**Activity**. Only certain lines below are wanted: those starting at the line containing "pub const EXPLORER_TOKEN: &str" and ending at the line containing "Anything other than", both included, each retyped exactly.

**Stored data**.
↓

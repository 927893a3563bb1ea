use futures::future::BoxFuture;
use futures::FutureExt;
use reqwest::Client;
use serde::de::DeserializeOwned;
use serde::Deserialize;
use std::time::Duration;

use super::ProjectService;
use crate::config::Settings;
use crate::error::ServiceError;
use crate::types::{AnalysisResult, Recommendation, RecommendationSet, RepositoryIdentifier};

/// The `{success, data}` wrapper every project endpoint replies with.
#[derive(Debug, Deserialize)]
struct ApiEnvelope<T> {
    #[serde(default)]
    success: bool,
    data: Option<T>,
}

impl<T> ApiEnvelope<T> {
    fn into_data(self) -> Result<T, ServiceError> {
        match (self.success, self.data) {
            (true, Some(data)) => Ok(data),
            _ => Err(ServiceError::Rejected),
        }
    }
}

/// [`ProjectService`] backed by the HTTP API.
#[derive(Clone)]
pub struct HttpProjectService {
    base_url: String,
    client: Client,
}

impl HttpProjectService {
    /// Create a client for the API rooted at `base_url` (e.g. `http://localhost:8000/api/v1`).
    pub fn new(base_url: &str, timeout: Duration) -> Result<Self, ServiceError> {
        let client = Client::builder().timeout(timeout).build()?;
        Ok(Self {
            base_url: base_url.trim_end_matches('/').to_string(),
            client,
        })
    }

    pub fn from_settings(settings: &Settings) -> Result<Self, ServiceError> {
        Self::new(&settings.api_base, settings.request_timeout())
    }

    pub fn base_url(&self) -> &str {
        &self.base_url
    }

    // The identifier is forwarded verbatim; malformed input fails server-side.
    fn project_url(&self, id: &RepositoryIdentifier) -> String {
        format!("{}/projects/{}/{}", self.base_url, id.owner, id.name)
    }

    async fn get_json<T: DeserializeOwned>(&self, url: &str) -> Result<T, ServiceError> {
        log::debug!("GET {}", url);
        let response = self.client.get(url).send().await?;
        let status = response.status();
        if !status.is_success() {
            return Err(ServiceError::Status(status.as_u16()));
        }
        Ok(response.json().await?)
    }

    pub async fn analysis(&self, id: &RepositoryIdentifier) -> Result<AnalysisResult, ServiceError> {
        let envelope: ApiEnvelope<AnalysisResult> = self.get_json(&self.project_url(id)).await?;
        envelope.into_data()
    }

    pub async fn recommendations(
        &self,
        id: &RepositoryIdentifier,
    ) -> Result<Vec<Recommendation>, ServiceError> {
        let url = format!("{}/recommendations", self.project_url(id));
        let envelope: ApiEnvelope<RecommendationSet> = self.get_json(&url).await?;
        Ok(envelope.into_data()?.recommendations)
    }

    pub async fn health(&self) -> Result<serde_json::Value, ServiceError> {
        self.get_json(&format!("{}/health", self.base_url)).await
    }
}

impl ProjectService for HttpProjectService {
    fn fetch_analysis<'a>(
        &'a self,
        id: &'a RepositoryIdentifier,
    ) -> BoxFuture<'a, Result<AnalysisResult, ServiceError>> {
        self.analysis(id).boxed()
    }

    fn fetch_recommendations<'a>(
        &'a self,
        id: &'a RepositoryIdentifier,
    ) -> BoxFuture<'a, Result<Vec<Recommendation>, ServiceError>> {
        self.recommendations(id).boxed()
    }

    fn check_health(&self) -> BoxFuture<'_, Result<serde_json::Value, ServiceError>> {
        self.health().boxed()
    }
}

#[cfg(test)]
mod tests {
    use super::*;
    use serde_json::json;

    #[test]
    fn test_envelope_requires_success_and_data() {
        let ok: ApiEnvelope<RecommendationSet> =
            serde_json::from_value(json!({ "success": true, "data": { "recommendations": [] } }))
                .unwrap();
        assert!(ok.into_data().is_ok());

        let rejected: ApiEnvelope<RecommendationSet> =
            serde_json::from_value(json!({ "success": false, "data": { "recommendations": [] } }))
                .unwrap();
        assert!(matches!(rejected.into_data(), Err(ServiceError::Rejected)));

        let empty: ApiEnvelope<AnalysisResult> =
            serde_json::from_value(json!({ "success": true })).unwrap();
        assert!(matches!(empty.into_data(), Err(ServiceError::Rejected)));
    }

    #[test]
    fn test_project_url() {
        let service = HttpProjectService::new("http://localhost:8000/api/v1/", Duration::from_secs(5))
            .unwrap();
        assert_eq!(service.base_url(), "http://localhost:8000/api/v1");
        assert_eq!(
            service.project_url(&RepositoryIdentifier::parse("apache/iotdb")),
            "http://localhost:8000/api/v1/projects/apache/iotdb"
        );
        assert_eq!(
            service.project_url(&RepositoryIdentifier::parse("iotdb")),
            "http://localhost:8000/api/v1/projects/iotdb/"
        );
    }
}
//! Page and tab selection.
//!
//! The page is addressed by a single navigation token: `""` for home and
//! `"/project-explorer"` for the explorer. Tokens arrive either from explicit
//! navigation or from moving through the [`NavigationHistory`].

pub const HOME_TOKEN: &str = "";
pub const EXPLORER_TOKEN: &str = "/project-explorer";

#[derive(Debug, Clone, Copy, Default, PartialEq, Eq, Hash)]
pub enum Page {
    #[default]
    Home,
    Explorer,
}

impl Page {
    /// Anything other than the explorer token, with or without a leading `#`, is home.
    pub fn from_token(token: &str) -> Self {
        match token.trim().trim_start_matches('#') {
            EXPLORER_TOKEN => Page::Explorer,
            _ => Page::Home,
        }
    }

    pub fn token(&self) -> &'static str {
        match self {
            Page::Home => HOME_TOKEN,
            Page::Explorer => EXPLORER_TOKEN,
        }
    }

    pub fn title(&self) -> &'static str {
        match self {
            Page::Home => "🏠 Home",
            Page::Explorer => "🔍 Project Explorer",
        }
    }
}

/// Tabs of a displayed analysis result.
#[derive(Debug, Clone, Copy, Default, PartialEq, Eq, Hash)]
pub enum Tab {
    #[default]
    Activity,
    Community,
    Issues,
    Recommendations,
}

impl Tab {
    pub const ALL: [Tab; 4] = [Tab::Activity, Tab::Community, Tab::Issues, Tab::Recommendations];

    pub fn title(&self) -> &'static str {
        match self {
            Tab::Activity => "📊 Activity",
            Tab::Community => "👥 Community",
            Tab::Issues => "🐛 Issues",
            Tab::Recommendations => "💡 Recommendations",
        }
    }
}

/// `active_tab` only matters while the explorer shows an analysis result.
#[derive(Debug, Clone, Copy, Default, PartialEq, Eq)]
pub struct ViewState {
    pub page: Page,
    pub active_tab: Tab,
}

impl ViewState {
    pub fn from_token(token: &str) -> Self {
        Self {
            page: Page::from_token(token),
            active_tab: Tab::default(),
        }
    }

    /// React to a navigation token change. Returns `true` if the page changed.
    pub fn apply_token(&mut self, token: &str) -> bool {
        let page = Page::from_token(token);
        let changed = page != self.page;
        self.page = page;
        changed
    }

    pub fn select_tab(&mut self, tab: Tab) {
        self.active_tab = tab;
    }

    /// Called whenever a new analysis result arrives.
    pub fn reset_tab(&mut self) {
        self.active_tab = Tab::Activity;
    }
}

/// Back/forward history of navigation tokens.
#[derive(Debug, Clone, PartialEq, Eq)]
pub struct NavigationHistory {
    entries: Vec<String>,
    cursor: usize,
}

impl NavigationHistory {
    pub fn new(initial: &str) -> Self {
        Self {
            entries: vec![initial.to_string()],
            cursor: 0,
        }
    }

    pub fn current(&self) -> &str {
        &self.entries[self.cursor]
    }

    /// Record an explicit navigation; forward entries are discarded.
    pub fn push(&mut self, token: &str) {
        if self.current() == token {
            return;
        }
        self.entries.truncate(self.cursor + 1);
        self.entries.push(token.to_string());
        self.cursor += 1;
    }

    pub fn can_go_back(&self) -> bool {
        self.cursor > 0
    }

    pub fn can_go_forward(&self) -> bool {
        self.cursor + 1 < self.entries.len()
    }

    pub fn back(&mut self) -> Option<&str> {
        if !self.can_go_back() {
            return None;
        }
        self.cursor -= 1;
        Some(self.current())
    }

    pub fn forward(&mut self) -> Option<&str> {
        if !self.can_go_forward() {
            return None;
        }
        self.cursor += 1;
        Some(self.current())
    }
}

impl Default for NavigationHistory {
    fn default() -> Self {
        Self::new(HOME_TOKEN)
    }
}

#[cfg(test)]
mod tests {
    use super::*;
    use pretty_assertions::assert_eq;

    #[test]
    fn test_token_parsing() {
        assert_eq!(Page::from_token(""), Page::Home);
        assert_eq!(Page::from_token("/project-explorer"), Page::Explorer);
        assert_eq!(Page::from_token("#/project-explorer"), Page::Explorer);
        assert_eq!(Page::from_token("/somewhere-else"), Page::Home);
        assert_eq!(Page::Explorer.token(), EXPLORER_TOKEN);
    }

    #[test]
    fn test_initial_state_from_token() {
        let view = ViewState::from_token("/project-explorer");
        assert_eq!(view.page, Page::Explorer);
        assert_eq!(view.active_tab, Tab::Activity);
    }

    #[test]
    fn test_apply_token() {
        let mut view = ViewState::default();
        assert!(view.apply_token(EXPLORER_TOKEN));
        assert!(!view.apply_token(EXPLORER_TOKEN));
        assert!(view.apply_token(HOME_TOKEN));
        assert_eq!(view.page, Page::Home);
    }

    #[test]
    fn test_reset_tab() {
        let mut view = ViewState::default();
        view.select_tab(Tab::Issues);
        assert_eq!(view.active_tab, Tab::Issues);
        view.reset_tab();
        assert_eq!(view.active_tab, Tab::Activity);
    }

    #[test]
    fn test_history_back_and_forward() {
        let mut history = NavigationHistory::default();
        assert!(!history.can_go_back());
        assert_eq!(history.back(), None);

        history.push(EXPLORER_TOKEN);
        history.push(EXPLORER_TOKEN);
        assert_eq!(history.current(), EXPLORER_TOKEN);

        assert_eq!(history.back(), Some(HOME_TOKEN));
        assert!(history.can_go_forward());
        assert_eq!(history.forward(), Some(EXPLORER_TOKEN));
        assert_eq!(history.forward(), None);
    }

    #[test]
    fn test_push_discards_forward_entries() {
        let mut history = NavigationHistory::new(EXPLORER_TOKEN);
        history.push(HOME_TOKEN);
        history.back();
        history.push("/other");
        assert!(!history.can_go_forward());
        assert_eq!(history.current(), "/other");
    }
}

↑

**Answer below**.
pub const EXPLORER_TOKEN: &str = "/project-explorer";

#[derive(Debug, Clone, Copy, Default, PartialEq, Eq, Hash)]
pub enum Page {
    #[default]
    Home,
    Explorer,
}

impl Page {
    /// Anything other than the explorer token, with or without a leading `#`, is home.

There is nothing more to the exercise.